What you will do :: Please reproduce the following records exactly as they appear.

Available records ::
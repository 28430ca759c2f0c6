//! Type-safe price representation using decimal arithmetic.
//!
//! Cart totals are summed as [`Decimal`] so `0.1 + 0.2` stays `0.30` and the
//! derived total always equals what the backend computes from the same lines.

use core::fmt;

use rust_decimal::Decimal;
use serde::{Deserialize, Serialize};

/// A price with currency information.
#[derive(Debug, Clone, Copy, PartialEq, Eq, Serialize, Deserialize)]
pub struct Price {
    /// Amount in the currency's standard unit (e.g., dollars, not cents).
    pub amount: Decimal,
    /// ISO 4217 currency code.
    pub currency_code: CurrencyCode,
}

impl Price {
    /// Create a new price.
    #[must_use]
    pub const fn new(amount: Decimal, currency_code: CurrencyCode) -> Self {
        Self {
            amount,
            currency_code,
        }
    }

    /// A price in the default currency.
    #[must_use]
    pub fn usd(amount: Decimal) -> Self {
        Self::new(amount, CurrencyCode::default())
    }
}

impl fmt::Display for Price {
    /// Formats as symbol plus two decimal places, e.g. `$19.99`.
    fn fmt(&self, f: &mut fmt::Formatter<'_>) -> fmt::Result {
        let rounded = self.amount.round_dp(2);
        write!(f, "{}{rounded:.2}", self.currency_code.symbol())
    }
}

/// ISO 4217 currency codes.
#[derive(Debug, Clone, Copy, PartialEq, Eq, Hash, Serialize, Deserialize, Default)]
pub enum CurrencyCode {
    #[default]
    USD,
    EUR,
    GBP,
    CAD,
    AUD,
}

impl CurrencyCode {
    /// Display symbol for the currency.
    #[must_use]
    pub const fn symbol(self) -> &'static str {
        match self {
            Self::USD | Self::CAD | Self::AUD => "$",
            Self::EUR => "€",
            Self::GBP => "£",
        }
    }
}

#[cfg(test)]
mod tests {
    use super::*;

    #[test]
    fn test_display_pads_to_cents() {
        assert_eq!(Price::usd(Decimal::new(20, 0)).to_string(), "$20.00");
        assert_eq!(Price::usd(Decimal::new(1999, 2)).to_string(), "$19.99");
    }

    #[test]
    fn test_display_rounds_sub_cent_amounts() {
        let price = Price::new(Decimal::new(10_005, 3), CurrencyCode::GBP);
        assert_eq!(price.to_string(), "£10.00");
    }
}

Problem solution ::
repository 28430ca759c2f0c6
//! Type-safe price representation using decimal arithmetic.
//!
//! Cart totals are summed as [`Decimal`] so `0.1 + 0.2` stays `0.30` and the
//! derived total always equals what the backend computes from the same lines.

use core::fmt;

use rust_decimal::Decimal;
use serde::{Deserialize, Serialize};

/// A price with currency information.
#[derive(Debug, Clone, Copy, PartialEq, Eq, Serialize, Deserialize)]
pub struct Price {
    /// Amount in the currency's standard unit (e.g., dollars, not cents).
    pub amount: Decimal,
    /// ISO 4217 currency code.
    pub currency_code: CurrencyCode,
}

impl Price {
    /// Create a new price.
    #[must_use]
    pub const fn new(amount: Decimal, currency_code: CurrencyCode) -> Self {
        Self {
            amount,
            currency_code,
        }
    }

    /// A price in the default currency.
    #[must_use]
    pub fn usd(amount: Decimal) -> Self {
        Self::new(amount, CurrencyCode::default())
    }
}

impl fmt::Display for Price {
    /// Formats as symbol plus two decimal places, e.g. `$19.99`.
    fn fmt(&self, f: &mut fmt::Formatter<'_>) -> fmt::Result {
        let rounded = self.amount.round_dp(2);
        write!(f, "{}{rounded:.2}", self.currency_code.symbol())
    }
}

/// ISO 4217 currency codes.
#[derive(Debug, Clone, Copy, PartialEq, Eq, Hash, Serialize, Deserialize, Default)]
pub enum CurrencyCode {
    #[default]
    USD,
    EUR,
    GBP,
    CAD,
    AUD,
}

impl CurrencyCode {
    /// Display symbol for the currency.
    #[must_use]
    pub const fn symbol(self) -> &'static str {
        match self {
            Self::USD | Self::CAD | Self::AUD => "$",
            Self::EUR => "€",
            Self::GBP => "£",
        }
    }
}

#[cfg(test)]
mod tests {
    use super::*;

    #[test]
    fn test_display_pads_to_cents() {
        assert_eq!(Price::usd(Decimal::new(20, 0)).to_string(), "$20.00");
        assert_eq!(Price::usd(Decimal::new(1999, 2)).to_string(), "$19.99");
    }

    #[test]
    fn test_display_rounds_sub_cent_amounts() {
        let price = Price::new(Decimal::new(10_005, 3), CurrencyCode::GBP);
        assert_eq!(price.to_string(), "£10.00");
    }
}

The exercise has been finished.